Early in the afternoon of June 25, 2017, Saudi authorities at the immigration counter at the King Abdulaziz International Airport in Jeddah pulled aside for questioning two young Libyan men who were flying back to Libya after performing the umrah pilgrimage. At first, one of the men, who ran a religious tourism company, thought that the questioning would be related to an overstayed visa on a previous visit and therefore nothing to be overly alarmed about. In fact, the Saudis had stopped them because Egypt, Saudi Arabia’s ally, had placed the Libyans on a terrorism list months before, for their alleged links to the Muslim Brotherhood and their alleged earlier involvement in kidnapping Egyptian diplomats in the Libyan capital of Tripoli.
After detaining the men for more than a month, the Saudis returned them to Libya, but not to the internationally recognized government in Tripoli, the Government of National Accord or GNA — as they were required to do by international law. Instead, they dispatched them to a rival and unrecognized administration in eastern Libya, aligned with the anti-Islamist militia commander Gen. Khalifa Haftar, who was backed by Saudi Arabia, Egypt, and the United Arab Emirates. It was not a repatriation, then, but a rendition. And the Saudis likely knew full well what lay in store for the men at the hands of their bitter foe.
In the months ahead, the two Libyans, who hailed from the seaside town of Az Zawiyah west of Tripoli, were incarcerated in eastern Libya’s most notorious prisons, where they were allegedly tortured by pro-Haftar militias. But in the end, Riyadh’s transfer of these prisoners backfired spectacularly.
Released from captivity a year and half later after pledging support to Haftar, one of the men, a militia commander named Mahmud bin Rajab, reneged on his promise and played a role in thwarting Haftar’s plan in April 2019 to quickly seize Tripoli — a scheme that Saudi Arabia had promised to bankroll and that received military support from the UAE and Egypt, among other countries.

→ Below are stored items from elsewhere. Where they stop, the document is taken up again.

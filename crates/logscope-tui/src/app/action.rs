/// All possible actions in the application (command pattern)
#[derive(Clone, Debug, PartialEq, Eq)]
pub enum Action {
    Quit,
    ToggleHelp,

    // Stream commands
    StartStream(String),
    RestartStream,
    StopStream,
    ClearLogs,
    ExportLogs,

    // Prompts
    OpenFilter,
    OpenContainerPrompt,
    Input(char),
    InputBackspace,
    InputClear,
    InputSubmit,
    InputCancel,

    // Filtering
    ClearFilter,
    CycleLevel,
    CycleLevelBack,

    // Navigation
    ScrollUp(usize),
    ScrollDown(usize),
    PageUp,
    PageDown,
    ScrollToTop,
    ScrollToBottom,

    // Display toggles
    ToggleAutoScroll,
    ToggleTimestamps,
    ToggleExpand,

    // Notices
    ShowMessage(String),
    DismissMessage,

    Render,
}
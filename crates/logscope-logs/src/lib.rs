//! Log processing for logscope
//!
//! This crate provides log buffering, frame classification, filtering and
//! display highlighting.

mod buffer;
mod classifier;
mod filter;
pub mod highlight;
mod summary;

pub use buffer::{DEFAULT_CAPACITY, KindCounts, LogBuffer};
pub use classifier::{MessageClassifier, ParseError};
pub use filter::{CompiledFilter, LevelFilter};
pub use highlight::{HighlightClass, Highlighter, MarkupSegment, parse_markup};
pub use summary::LogSummary;

// Re-export types used in our public API
pub use logscope_types::{ArcLogEntry, EntryKind, LogEntry};
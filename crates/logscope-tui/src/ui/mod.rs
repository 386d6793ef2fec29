pub mod components;
mod layout;
pub mod markup;
pub mod screens;
mod theme;

pub use layout::{Layout, ViewerAreas};
pub use theme::Theme;
use std::io::{self, Stdout, stdout};
use std::panic;

use crossterm::{
    execute,
    terminal::{EnterAlternateScreen, LeaveAlternateScreen, disable_raw_mode, enable_raw_mode},
};
use ratatui::{Frame, Terminal, backend::CrosstermBackend};

/// Raw-mode alternate screen, restored on drop
pub struct Tui {
    terminal: Terminal<CrosstermBackend<Stdout>>,
    restored: bool,
}

impl Tui {
    /// Enter raw mode and the alternate screen
    pub fn new() -> io::Result<Self> {
        install_panic_hook();
        enable_raw_mode()?;
        execute!(stdout(), EnterAlternateScreen)?;

        let terminal = Terminal::new(CrosstermBackend::new(stdout()))?;
        Ok(Self {
            terminal,
            restored: false,
        })
    }

    pub fn draw(&mut self, render: impl FnOnce(&mut Frame)) -> io::Result<()> {
        self.terminal.draw(render)?;
        Ok(())
    }

    pub fn terminal(&mut self) -> &mut Terminal<CrosstermBackend<Stdout>> {
        &mut self.terminal
    }

    /// Leave the alternate screen; safe to call more than once
    pub fn restore(&mut self) -> io::Result<()> {
        if self.restored {
            return Ok(());
        }
        self.restored = true;
        disable_raw_mode()?;
        execute!(self.terminal.backend_mut(), LeaveAlternateScreen)?;
        self.terminal.show_cursor()?;
        Ok(())
    }
}

impl Drop for Tui {
    fn drop(&mut self) {
        let _ = self.restore();
    }
}

// Restore the terminal before the panic message is printed
fn install_panic_hook() {
    let previous = panic::take_hook();
    panic::set_hook(Box::new(move |info| {
        let _ = disable_raw_mode();
        let _ = execute!(stdout(), LeaveAlternateScreen);
        previous(info);
    }));
}
//! Error taxonomy for the log stream
//!
//! `AuthError` ends the current attempt, `TransportError` feeds the reconnect
//! path, and `ParseError` (from `logscope-logs`) only costs the offending frame.

pub use logscope_logs::ParseError;

/// Credential fetch or validation failure
#[derive(Debug, thiserror::Error)]
pub enum AuthError {
    #[error("failed to build HTTP client: {0}")]
    Client(#[source] reqwest::Error),

    #[error("credential endpoint {url} unreachable: {source}")]
    Unreachable {
        url: String,
        #[source]
        source: reqwest::Error,
    },

    #[error("credential endpoint returned HTTP {status}")]
    HttpStatus { status: u16 },

    #[error("malformed credential response: {0}")]
    Malformed(String),

    #[error("log service rejected the credential")]
    Rejected,
}

/// Failure opening, writing to, or closing the streaming transport
#[derive(Debug, thiserror::Error)]
pub enum TransportError {
    #[error("failed to connect to log service: {0}")]
    Connect(String),

    #[error("log service rejected the credential (HTTP {status})")]
    Unauthorized { status: u16 },

    #[error("failed to send to log service: {0}")]
    Send(String),

    #[error("failed to close log service connection: {0}")]
    Close(String),
}

/// Anything a stream command can fail with
#[derive(Debug, thiserror::Error)]
pub enum StreamError {
    #[error(transparent)]
    Auth(#[from] AuthError),

    #[error(transparent)]
    Transport(#[from] TransportError),

    #[error(transparent)]
    Parse(#[from] ParseError),

    #[error("no container selected")]
    NoContainer,

    #[error("connection manager has shut down")]
    ManagerGone,
}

In the following year of war, bin Rajab’s fighters and other militias allied with the GNA, bolstered by Turkish drones and Syrian mercenaries, and pushed Haftar well out of western Libya, frustrating his plan to take power by force.

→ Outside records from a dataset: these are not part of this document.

use ratatui::layout::{Constraint, Direction, Layout as RatatuiLayout, Rect};

/// Areas of the log viewer screen
#[derive(Clone, Copy, Debug, PartialEq, Eq)]
pub struct ViewerAreas {
    pub header: Rect,
    pub banner: Option<Rect>,
    pub input: Option<Rect>,
    pub logs: Rect,
    pub status: Rect,
}

/// Layout helper for consistent screen layouts
pub struct Layout;

impl Layout {
    /// Header, optional banner, optional input bar, logs, status bar
    pub fn log_viewer(area: Rect, show_banner: bool, show_input: bool) -> ViewerAreas {
        let mut constraints = vec![Constraint::Length(3)];
        if show_banner {
            constraints.push(Constraint::Length(3));
        }
        if show_input {
            constraints.push(Constraint::Length(3));
        }
        constraints.push(Constraint::Min(1));
        constraints.push(Constraint::Length(1));

        let chunks = RatatuiLayout::default()
            .direction(Direction::Vertical)
            .constraints(constraints)
            .split(area);

        let mut idx = 0;
        let mut next = || {
            let rect = chunks[idx];
            idx += 1;
            rect
        };

        let header = next();
        let banner = show_banner.then(&mut next);
        let input = show_input.then(&mut next);
        let logs = next();
        let status = next();

        ViewerAreas {
            header,
            banner,
            input,
            logs,
            status,
        }
    }

    /// Centered popup of at most `width` x `height`
    pub fn popup(area: Rect, width: u16, height: u16) -> Rect {
        let width = width.min(area.width.saturating_sub(4));
        let height = height.min(area.height.saturating_sub(4));
        let x = area.x + area.width.saturating_sub(width) / 2;
        let y = area.y + area.height.saturating_sub(height) / 2;
        Rect::new(x, y, width, height)
    }
}
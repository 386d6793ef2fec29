//! Layered settings: built-in defaults, then `config.toml`, then CLI flags

use std::fs;
use std::path::{Path, PathBuf};
use std::time::Duration;

use anyhow::{Context, Result, bail};
use serde::Deserialize;

use logscope_stream::{DEFAULT_MAX_ATTEMPTS, DEFAULT_MULTIPLIER, ReconnectPolicy};

const CONFIG_DIR: &str = "logscope";
const CONFIG_FILE: &str = "config.toml";

#[derive(Clone, Debug, PartialEq, Deserialize)]
#[serde(default, deny_unknown_fields)]
pub struct Config {
    /// Base URL of the credential endpoint
    pub api_url: String,
    pub token_path: String,
    /// Base URL of the streaming endpoint
    pub ws_url: String,
    pub buffer_size: usize,
    pub request_timeout_secs: u64,
    pub log_level: String,
    pub log_file: Option<PathBuf>,
    pub reconnect: ReconnectConfig,
}

#[derive(Clone, Debug, PartialEq, Deserialize)]
#[serde(default, deny_unknown_fields)]
pub struct ReconnectConfig {
    pub base_delay_ms: u64,
    pub max_attempts: u32,
    pub multiplier: f64,
}

impl Default for Config {
    fn default() -> Self {
        Self {
            api_url: "http://localhost:8000".to_string(),
            token_path: "/auth/jwt/".to_string(),
            ws_url: "ws://localhost:8004".to_string(),
            buffer_size: 1000,
            request_timeout_secs: 10,
            log_level: "warn".to_string(),
            log_file: None,
            reconnect: ReconnectConfig::default(),
        }
    }
}

impl Default for ReconnectConfig {
    fn default() -> Self {
        Self {
            base_delay_ms: 2000,
            max_attempts: DEFAULT_MAX_ATTEMPTS,
            multiplier: DEFAULT_MULTIPLIER,
        }
    }
}

/// Values given on the command line; `None` keeps the file or default value
#[derive(Debug, Default)]
pub struct Overrides {
    pub api_url: Option<String>,
    pub ws_url: Option<String>,
    pub buffer_size: Option<usize>,
    pub log_level: Option<String>,
    pub log_file: Option<PathBuf>,
}

impl Config {
    /// `$XDG_CONFIG_HOME/logscope/config.toml` or the platform equivalent
    pub fn default_path() -> Option<PathBuf> {
        Some(dirs::config_dir()?.join(CONFIG_DIR).join(CONFIG_FILE))
    }

    /// Load from `path`, or from the default location when it exists
    ///
    /// An explicit path must exist. A missing default file yields defaults.
    pub fn load(path: Option<&Path>) -> Result<Self> {
        match path {
            Some(path) => Self::from_file(path),
            None => match Self::default_path() {
                Some(path) if path.exists() => Self::from_file(&path),
                _ => Ok(Self::default()),
            },
        }
    }

    fn from_file(path: &Path) -> Result<Self> {
        let content = fs::read_to_string(path)
            .with_context(|| format!("failed to read config file {}", path.display()))?;
        toml::from_str(&content)
            .with_context(|| format!("invalid config file {}", path.display()))
    }

    /// Apply command-line values on top of the loaded ones
    pub fn merge(mut self, overrides: Overrides) -> Self {
        if let Some(api_url) = overrides.api_url {
            self.api_url = api_url;
        }
        if let Some(ws_url) = overrides.ws_url {
            self.ws_url = ws_url;
        }
        if let Some(buffer_size) = overrides.buffer_size {
            self.buffer_size = buffer_size;
        }
        if let Some(log_level) = overrides.log_level {
            self.log_level = log_level;
        }
        if overrides.log_file.is_some() {
            self.log_file = overrides.log_file;
        }
        self
    }

    pub fn validate(&self) -> Result<()> {
        if self.buffer_size == 0 {
            bail!("buffer_size must be greater than zero");
        }
        if self.request_timeout_secs == 0 {
            bail!("request_timeout_secs must be greater than zero");
        }
        if !self.reconnect.multiplier.is_finite() || self.reconnect.multiplier <= 1.0 {
            bail!(
                "reconnect.multiplier must be greater than 1.0, got {}",
                self.reconnect.multiplier
            );
        }
        if self.reconnect.base_delay_ms == 0 {
            bail!("reconnect.base_delay_ms must be greater than zero");
        }
        self.level()?;
        Ok(())
    }

    pub fn level(&self) -> Result<tracing::Level> {
        self.log_level
            .parse()
            .with_context(|| format!("unknown log level '{}'", self.log_level))
    }

    pub fn reconnect_policy(&self) -> ReconnectPolicy {
        ReconnectPolicy::new(
            Duration::from_millis(self.reconnect.base_delay_ms),
            self.reconnect.multiplier,
            self.reconnect.max_attempts,
        )
    }

    pub fn request_timeout(&self) -> Duration {
        Duration::from_secs(self.request_timeout_secs)
    }
}
async fn retry_elapsed(retry: &mut Option<Pin<Box<Sleep>>>) {
    match retry {
        Some(timer) => timer.as_mut().await,
        None => pending().await,
    }
}
use std::path::Path;
use std::sync::Arc;

use tracing::info;

use logscope_logs::{CompiledFilter, Highlighter, LevelFilter, LogBuffer, LogSummary};
use logscope_types::{ArcLogEntry, ConnectionSnapshot, LogEntry};

use crate::error::StreamError;
use crate::manager::{ConnectionHandle, ConnectionManager};
use crate::reconnect::ReconnectPolicy;
use crate::token::TokenProvider;
use crate::transport::Transport;

/// Entry paired with its display markup
#[derive(Clone, Debug)]
pub struct RenderedEntry {
    pub entry: ArcLogEntry,
    pub markup: String,
}

/// What a display layer sees of one container's logs
///
/// Reads come straight from the shared buffer; commands go through the
/// connection driver. Filter and follow settings are local to this view.
pub struct ContainerLogs {
    handle: ConnectionHandle,
    buffer: LogBuffer,
    filter: CompiledFilter,
    highlighter: Highlighter,
    auto_scroll: bool,
}

impl ContainerLogs {
    pub fn new(handle: ConnectionHandle, buffer: LogBuffer) -> Self {
        Self {
            handle,
            buffer,
            filter: CompiledFilter::everything(),
            highlighter: Highlighter::default(),
            auto_scroll: true,
        }
    }

    /// Spawn a connection driver over a fresh buffer of `capacity` entries
    pub fn spawn(
        transport: Arc<dyn Transport>,
        tokens: Arc<dyn TokenProvider>,
        policy: ReconnectPolicy,
        capacity: usize,
    ) -> Self {
        let buffer = LogBuffer::new(capacity);
        let handle = ConnectionManager::spawn(transport, tokens, buffer.clone(), policy);
        Self::new(handle, buffer)
    }

    pub fn handle(&self) -> &ConnectionHandle {
        &self.handle
    }

    /// Every buffered entry, oldest first
    pub fn logs(&self) -> Vec<ArcLogEntry> {
        self.buffer.all()
    }

    /// Entries passing the current filter
    pub fn filtered(&self) -> Vec<ArcLogEntry> {
        self.buffer.filtered(|e| self.filter.matches(e))
    }

    /// Filtered entries with highlight markup
    pub fn rendered(&self) -> Vec<RenderedEntry> {
        self.filtered()
            .into_iter()
            .map(|entry| RenderedEntry {
                markup: self.markup(&entry),
                entry,
            })
            .collect()
    }

    /// Highlight markup for one entry under the current filter
    pub fn markup(&self, entry: &LogEntry) -> String {
        self.highlighter.render(&entry.message)
    }

    pub fn is_streaming(&self) -> bool {
        self.handle.snapshot().is_streaming()
    }

    /// Most recent error for banner display
    pub fn last_error(&self) -> Option<String> {
        self.handle.snapshot().last_error
    }

    pub fn snapshot(&self) -> ConnectionSnapshot {
        self.handle.snapshot()
    }

    pub async fn start(&self, container: &str) -> Result<(), StreamError> {
        self.handle.start(container).await
    }

    pub async fn stop(&self) -> Result<(), StreamError> {
        self.handle.stop().await
    }

    pub async fn clear(&self) -> Result<(), StreamError> {
        self.handle.clear().await
    }

    /// Replace the text filter and level
    ///
    /// The previous filter stays in place if the text cannot be compiled.
    pub fn set_filter(&mut self, text: &str, level: LevelFilter) -> Result<(), regex::Error> {
        self.filter = CompiledFilter::new(text, level)?;
        self.highlighter = Highlighter::new(text);
        Ok(())
    }

    pub fn filter(&self) -> &CompiledFilter {
        &self.filter
    }

    pub fn set_auto_scroll(&mut self, enabled: bool) {
        self.auto_scroll = enabled;
    }

    pub fn auto_scroll(&self) -> bool {
        self.auto_scroll
    }

    pub fn summary(&self) -> LogSummary {
        let entries = self.buffer.all();
        let shown = entries.iter().filter(|e| self.filter.matches(e)).count();
        LogSummary::new(&self.handle.snapshot(), &entries, shown)
    }

    /// Write the buffered messages to `path`, one per line
    pub fn export(&self, path: &Path) -> std::io::Result<usize> {
        let lines = self.buffer.len();
        let mut raw = self.buffer.export_raw();
        if !raw.is_empty() {
            raw.push('\n');
        }
        std::fs::write(path, raw)?;
        info!(path = %path.display(), lines, "exported logs");
        Ok(lines)
    }
}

For bin Rajab, this battlefield victory was payback to the aspiring Libyan strongman and to the Persian Gulf monarchy that had backed him — and betrayed the two Libyans on their pilgrimage. For the Saudis and their autocratic Arab allies, the saga of the Zawiyans’ captivity was but one blunder in their larger Libyan misadventure, which has handed their rival Turkey uncontested influence over much of western Libya. More broadly, the episode illustrates in stark clarity how the Middle East’s proxy wars and ideological rivalries have spilled across borders, ensnaring both the innocent and not so innocent — and perpetuating Libya’s vicious cycles of retribution.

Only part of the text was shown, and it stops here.